Maurice could see that Saltonstall was trembling with emotion. In a flash, he remembered Amouretta. “Oh,” he cried out, in a shocked voice, “a landscape, a thousand times a landscape! Did you think I could have meant the other, the one on the back? Amouretta?

Mr. Saltonstall looked relieved, triumphant, ashamed. “Yes, I did, at first! And why not, when it was just that ribald portrait, and nothing else, that Wrayne showed me there, in an exquisite frame, in his confounded Court of New Departures? I tell you, Maurice Price, I was wild when I saw it. In my heart I vowed vengeance on you and all your tribe. I couldn’t believe it of you—you, of all men; yet there it was before my eyes. I couldn’t let that thing stay there! No man, who felt as I did about Amouretta, could let it stay, to be gaped at by the multitude looking for new sensations in art, and to be written up in the art column of the Sunday papers! Oh, I admit, of course, there was something captivating about it, too; captivating as well as desecrating, yes. Well, I made Wrayne take an oath to put it away, away, out of the world’s sight, and send you a wire.”

Maurice of the compassionate eyes saw the drops of sweat gather on Saltonstall’s lean temples.

“You must know,” said the artist gently, “it was never I who painted that portrait of Amouretta. It was Anthony’s studio assistant; you remember, the lad that died just before our Roman Prize was awarded. If you’ve looked at the painting, you know, of course, there’s diabolically clever work in it. Those pearls—I couldn’t surpass them! But if you saw only that portrait (and right there, if you please, there’s something that Master Hal will have to explain off the map!) how on earth did you happen to find my landscape?”

Saltonstall smiled in his sad way. “Well, I wanted to be sure Wrayne had kept his word about hiding the picture, so I dropped in on him unexpectedly, yesterday afternoon. Wrayne was all right! The thing was swathed and roped and even sealed. In fact, he had insisted on calling in that famulus of his the day before, when I was there, and having him do all that in my very presence, while he and I sat back and watched.”

“Perfectly good gesture,” laughed Maurice.

“Oh, yes, and in the grand style, I assure you! Queer chap, Wrayne, but he’ll succeed, even though he doesn’t yet know the rudiments of his trade. Can you believe it, he had not observed that the painting was on wood instead of canvas! I was wild to see it again; I made him uncover it and show it to me. My wrath hadn’t gone down with the sun, I can tell you, but I had sense enough left to see that the frame was quite out of the common; good as the Stanford White frames, but different. So I stepped behind to find the maker’s name, if I could; and behold, a landscape of great Price! Wrayne never even knew it was there. Mistake of that famulus, I believe.”
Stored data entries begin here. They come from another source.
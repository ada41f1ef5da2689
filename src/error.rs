//! Error types for parsing and conversion.
//!
//! [`ParseError`] is produced while building a [`SyntaxTree`](crate::SyntaxTree)
//! and carries source spans for diagnostic formatting. [`EngineError`] is
//! produced when a conversion is aborted, either through cancellation or a
//! configured resource limit.
//!
//! A chain that simply cannot be converted is not an error; see
//! [`Conversion::NotApplicable`](crate::Conversion::NotApplicable).

use crate::ast::span::Span;
use thiserror::Error;

// ── Parse errors ────────────────────────────────────────────────────────

#[derive(Debug, Clone, Error)]
#[error("{message}")]
pub struct ParseError {
    pub span: Span,
    pub message: String,
    pub hint: Option<String>,
}

impl ParseError {
    pub fn new(span: Span, message: impl Into<String>) -> Self {
        Self {
            span,
            message: message.into(),
            hint: None,
        }
    }

    pub fn with_hint(mut self, hint: impl Into<String>) -> Self {
        self.hint = Some(hint.into());
        self
    }

    /// Format the error with source context for display
    pub fn format_with_source(&self, source: &str, origin: Option<&str>) -> String {
        let (line, col) = offset_to_line_col(source, self.span.start);
        let source_line = source.lines().nth(line.saturating_sub(1)).unwrap_or("");

        let location = match origin {
            Some(name) => format!(" --> {name}:{line}:{col}"),
            None => format!(" --> {line}:{col}"),
        };

        let pointer = " ".repeat(col.saturating_sub(1)) + &"^".repeat(self.span.len().max(1));

        let mut output = format!(
            "Error: {}\n{location}\n  |\n{line:>3} | {source_line}\n    | {pointer}",
            self.message
        );

        if let Some(hint) = &self.hint {
            output.push_str(&format!("\n  = hint: {hint}"));
        }

        output
    }
}

fn offset_to_line_col(source: &str, offset: usize) -> (usize, usize) {
    let mut line = 1;
    let mut col = 1;
    for (i, ch) in source.char_indices() {
        if i >= offset {
            break;
        }
        if ch == '\n' {
            line += 1;
            col = 1;
        } else {
            col += 1;
        }
    }
    (line, col)
}

// ── Engine errors ───────────────────────────────────────────────────────

/// A conversion that was stopped before it produced a result.
///
/// The input tree is never modified, so an aborted conversion leaves
/// nothing to roll back.
#[derive(Debug, Clone, Error)]
#[error("{message}")]
pub struct EngineError {
    pub kind: EngineErrorKind,
    pub span: Option<Span>,
    pub message: String,
}

impl EngineError {
    pub fn new(kind: EngineErrorKind, message: impl Into<String>) -> Self {
        Self {
            kind,
            span: None,
            message: message.into(),
        }
    }

    pub fn with_span(mut self, span: Span) -> Self {
        self.span = Some(span);
        self
    }

    pub fn cancelled(stage: &str) -> Self {
        Self::new(
            EngineErrorKind::Cancelled,
            format!("conversion cancelled during {stage}"),
        )
    }

    pub fn too_many_leaves(max: u64) -> Self {
        Self::new(
            EngineErrorKind::ResourceLimit,
            format!("concatenation chain exceeds the limit of {max} operands"),
        )
    }
}

#[derive(Debug, Clone, Copy, PartialEq, Eq)]
pub enum EngineErrorKind {
    /// The conversion was cancelled via an external cancellation token.
    Cancelled,
    /// The chain exceeded a configured resource limit.
    ResourceLimit,
}

#[cfg(test)]
mod tests {
    use super::*;

    #[test]
    fn test_format_with_source_points_at_span() {
        let source = "\"a\" +\n  @@";
        let err = ParseError::new(Span::new(8, 10), "unexpected token").with_hint("remove it");
        let text = err.format_with_source(source, Some("input"));
        assert!(text.contains(" --> input:2:3"));
        assert!(text.contains("  2 |   @@"));
        assert!(text.contains("    |   ^^"));
        assert!(text.ends_with("= hint: remove it"));
    }

    #[test]
    fn test_engine_error_display() {
        let err = EngineError::too_many_leaves(8);
        assert_eq!(err.kind, EngineErrorKind::ResourceLimit);
        assert_eq!(
            err.to_string(),
            "concatenation chain exceeds the limit of 8 operands"
        );
    }
}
“You liked it?” Maurice put the question almost timidly. The landscape he loved seemed to him suddenly to lose importance, in the presence of his friend’s deep feeling.
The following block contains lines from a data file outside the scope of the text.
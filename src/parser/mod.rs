//! Expression parser, built on [pest](https://pest.rs/).
//!
//! The grammar is defined in `expr.pest`. This module converts pest's
//! parse tree into the arena-backed [`SyntaxTree`] defined in
//! [`crate::ast`], resolving binary operator precedence on the way.
//!
//! Use [`parse_expr`] to turn source text into a tree that the
//! [`refactor`](mod@crate::refactor) engine can inspect.

use pest::Parser;
use pest::iterators::{Pair, Pairs};
use pest_derive::Parser;

use crate::ast::{
    BinOp, ExprId, ExprKind, Literal, Span, StringStyle, SyntaxTree, TreeBuilder, UnaryOp,
};
use crate::error::ParseError;

#[derive(Parser)]
#[grammar = "parser/expr.pest"]
struct ExprParser;

/// Parse a single expression into a [`SyntaxTree`].
///
/// Returns a list of [`ParseError`]s if the source contains invalid syntax.
/// Each error carries a source [`Span`](crate::Span) for diagnostic formatting.
pub fn parse_expr(source: &str) -> Result<SyntaxTree, Vec<ParseError>> {
    let mut pairs = ExprParser::parse(Rule::expression, source).map_err(|e| {
        let span = pest_span_to_span(&e);
        vec![ParseError::new(span, format!("parse error: {e}"))]
    })?;

    let whole = Span::new(0, source.len());
    let expression = next_pair(&mut pairs, whole, "expression")?;
    let mut inner = expression.into_inner();
    let expr = next_pair(&mut inner, whole, "expression body")?;

    let mut builder = Builder {
        tree: TreeBuilder::new(),
    };
    let root = builder.build_expr(expr)?;
    Ok(builder.tree.finish(source, root))
}

fn pest_span_to_span(e: &pest::error::Error<Rule>) -> Span {
    match &e.location {
        pest::error::InputLocation::Pos(p) => Span::new(*p, *p + 1),
        pest::error::InputLocation::Span((s, e)) => Span::new(*s, *e),
    }
}

fn pair_span(pair: &Pair<Rule>) -> Span {
    let s = pair.as_span();
    Span::new(s.start(), s.end())
}

/// Pull the next child pair. The grammar guarantees presence, so a miss is
/// reported as a parse error rather than a panic.
fn next_pair<'i>(
    pairs: &mut Pairs<'i, Rule>,
    span: Span,
    what: &str,
) -> Result<Pair<'i, Rule>, Vec<ParseError>> {
    pairs
        .next()
        .ok_or_else(|| vec![ParseError::new(span, format!("missing {what}"))])
}

struct Builder {
    tree: TreeBuilder,
}

impl Builder {
    // -- Conditional and binary operators --------------------------------

    fn build_expr(&mut self, pair: Pair<Rule>) -> Result<ExprId, Vec<ParseError>> {
        let span = pair_span(&pair);
        let mut inner = pair.into_inner();

        let condition = self.build_binary(next_pair(&mut inner, span, "operand")?)?;
        let Some(then_pair) = inner.next() else {
            return Ok(condition);
        };
        let then_branch = self.build_expr(then_pair)?;
        let else_branch = self.build_expr(next_pair(&mut inner, span, "else branch")?)?;

        let merged = self.tree.span(condition).merge(self.tree.span(else_branch));
        Ok(self.tree.push(
            ExprKind::Conditional {
                condition,
                then_branch,
                else_branch,
            },
            merged,
        ))
    }

    fn build_binary(&mut self, pair: Pair<Rule>) -> Result<ExprId, Vec<ParseError>> {
        let span = pair_span(&pair);
        let mut inner = pair.into_inner();

        let first = self.build_unary(next_pair(&mut inner, span, "operand")?)?;

        // Shunting-yard over the flat operand/operator run. Popping on equal
        // precedence keeps every operator left-associative.
        let mut operands = vec![first];
        let mut pending: Vec<BinOp> = Vec::new();

        while let Some(op_pair) = inner.next() {
            let op = parse_bin_op(&op_pair)?;
            let right = self.build_unary(next_pair(&mut inner, span, "right operand")?)?;

            while let Some(&top) = pending.last()
                && top.precedence() >= op.precedence()
            {
                pending.pop();
                self.reduce(&mut operands, top, span)?;
            }
            pending.push(op);
            operands.push(right);
        }

        while let Some(op) = pending.pop() {
            self.reduce(&mut operands, op, span)?;
        }

        operands
            .pop()
            .ok_or_else(|| vec![ParseError::new(span, "empty operator chain")])
    }

    fn reduce(
        &mut self,
        operands: &mut Vec<ExprId>,
        op: BinOp,
        span: Span,
    ) -> Result<(), Vec<ParseError>> {
        let (Some(right), Some(left)) = (operands.pop(), operands.pop()) else {
            return Err(vec![ParseError::new(
                span,
                format!("operator '{}' is missing an operand", op.symbol()),
            )]);
        };
        let merged = self.tree.span(left).merge(self.tree.span(right));
        let id = self.tree.push(ExprKind::Binary { left, op, right }, merged);
        operands.push(id);
        Ok(())
    }

    // -- Unary and postfix ---------------------------------------------------

    fn build_unary(&mut self, pair: Pair<Rule>) -> Result<ExprId, Vec<ParseError>> {
        let span = pair_span(&pair);
        let mut ops = Vec::new();
        let mut operand = None;

        for child in pair.into_inner() {
            match child.as_rule() {
                Rule::unary_op => {
                    let op = match child.as_str() {
                        "!" => UnaryOp::Not,
                        _ => UnaryOp::Neg,
                    };
                    ops.push((op, pair_span(&child).start));
                }
                _ => operand = Some(self.build_postfix(child)?),
            }
        }

        let mut id =
            operand.ok_or_else(|| vec![ParseError::new(span, "unary operator without operand")])?;

        // The operator closest to the operand applies first.
        for (op, start) in ops.into_iter().rev() {
            let merged = Span::new(start, self.tree.span(id).end);
            id = self.tree.push(ExprKind::Unary { op, operand: id }, merged);
        }
        Ok(id)
    }

    fn build_postfix(&mut self, pair: Pair<Rule>) -> Result<ExprId, Vec<ParseError>> {
        let span = pair_span(&pair);
        let mut inner = pair.into_inner();

        let mut id = self.build_primary(next_pair(&mut inner, span, "primary expression")?)?;
        let start = self.tree.span(id).start;

        for suffix in inner {
            let suffix_span = pair_span(&suffix);
            let kind = match suffix.as_rule() {
                Rule::member_access => {
                    let mut parts = suffix.into_inner();
                    let name = next_pair(&mut parts, suffix_span, "member name")?
                        .as_str()
                        .to_string();
                    ExprKind::Member { target: id, name }
                }
                Rule::call_args => {
                    let mut args = Vec::new();
                    for arg in suffix.into_inner() {
                        args.push(self.build_expr(arg)?);
                    }
                    ExprKind::Call { callee: id, args }
                }
                rule => {
                    return Err(vec![ParseError::new(
                        suffix_span,
                        format!("unexpected rule in postfix position: {rule:?}"),
                    )]);
                }
            };
            id = self.tree.push(kind, Span::new(start, suffix_span.end));
        }

        Ok(id)
    }

    // -- Atoms -----------------------------------------------------------

    fn build_primary(&mut self, pair: Pair<Rule>) -> Result<ExprId, Vec<ParseError>> {
        let span = pair_span(&pair);
        let rule = pair.as_rule();

        let kind = match rule {
            Rule::paren => {
                let mut inner = pair.into_inner();
                let expr = self.build_expr(next_pair(&mut inner, span, "expression")?)?;
                ExprKind::Paren(expr)
            }
            Rule::regular_string => {
                let value = unescape_regular(pair, span)?;
                ExprKind::Literal(Literal::String {
                    value,
                    style: StringStyle::Regular,
                })
            }
            Rule::verbatim_string => {
                let raw = pair.into_inner().next().map(|p| p.as_str()).unwrap_or("");
                ExprKind::Literal(Literal::String {
                    value: raw.replace("\"\"", "\""),
                    style: StringStyle::Raw,
                })
            }
            Rule::number => {
                let n: f64 = pair.as_str().parse().map_err(|_| {
                    vec![ParseError::new(
                        span,
                        format!("invalid number: {}", pair.as_str()),
                    )]
                })?;
                ExprKind::Literal(Literal::Number(n))
            }
            Rule::bool_literal => ExprKind::Literal(Literal::Bool(pair.as_str() == "true")),
            Rule::null_literal => ExprKind::Literal(Literal::Null),
            Rule::identifier => ExprKind::Identifier(pair.as_str().to_string()),
            _ => {
                return Err(vec![ParseError::new(
                    span,
                    format!("unexpected rule in primary position: {rule:?}"),
                )]);
            }
        };

        Ok(self.tree.push(kind, span))
    }
}

// -- Helpers -------------------------------------------------------------

fn parse_bin_op(pair: &Pair<Rule>) -> Result<BinOp, Vec<ParseError>> {
    let op = match pair.as_str() {
        "==" => BinOp::Eq,
        "!=" => BinOp::NotEq,
        "<" => BinOp::Lt,
        ">" => BinOp::Gt,
        "<=" => BinOp::LtEq,
        ">=" => BinOp::GtEq,
        "&&" => BinOp::And,
        "||" => BinOp::Or,
        "+" => BinOp::Add,
        "-" => BinOp::Sub,
        "*" => BinOp::Mul,
        "/" => BinOp::Div,
        "%" => BinOp::Rem,
        other => {
            return Err(vec![ParseError::new(
                pair_span(pair),
                format!("unknown operator: {other}"),
            )]);
        }
    };
    Ok(op)
}

/// Decode the body of a `"..."` literal into its semantic value.
fn unescape_regular(pair: Pair<Rule>, span: Span) -> Result<String, Vec<ParseError>> {
    // regular_string = ${ "\"" ~ regular_inner ~ "\"" }
    let inner = pair.into_inner().next().map(|p| p.as_str()).unwrap_or("");

    let mut result = String::with_capacity(inner.len());
    let mut chars = inner.chars();
    while let Some(ch) = chars.next() {
        if ch != '\\' {
            result.push(ch);
            continue;
        }
        match chars.next() {
            Some('n') => result.push('\n'),
            Some('t') => result.push('\t'),
            Some('r') => result.push('\r'),
            Some('0') => result.push('\0'),
            Some('"') => result.push('"'),
            Some('\'') => result.push('\''),
            Some('\\') => result.push('\\'),
            Some('u') => {
                let hex: String = chars.by_ref().take(4).collect();
                let decoded = u32::from_str_radix(&hex, 16)
                    .ok()
                    .filter(|_| hex.len() == 4)
                    .and_then(char::from_u32);
                match decoded {
                    Some(c) => result.push(c),
                    None => {
                        return Err(vec![
                            ParseError::new(span, format!("invalid unicode escape: \\u{hex}"))
                                .with_hint("expected exactly four hex digits"),
                        ]);
                    }
                }
            }
            Some(c) => {
                return Err(vec![
                    ParseError::new(span, format!("unrecognized escape sequence: \\{c}"))
                        .with_hint("use @\"...\" for text without escape processing"),
                ]);
            }
            None => result.push('\\'),
        }
    }
    Ok(result)
}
“You’ve surpassed your best self in it! I can’t tell why, but there’s something in it that assuages for me the grief of things; something of yourself that you’ve put into it, I suppose,—some beauty or solemnity that was not there, really, until you yourself brought it there, with your own two hands. Perhaps I never knew, till now, why men buy landscapes—” Saltonstall spoke dreamily. His recollective eyes, looking far beyond his listener, seemed to peer into some Paradise not wholly lost.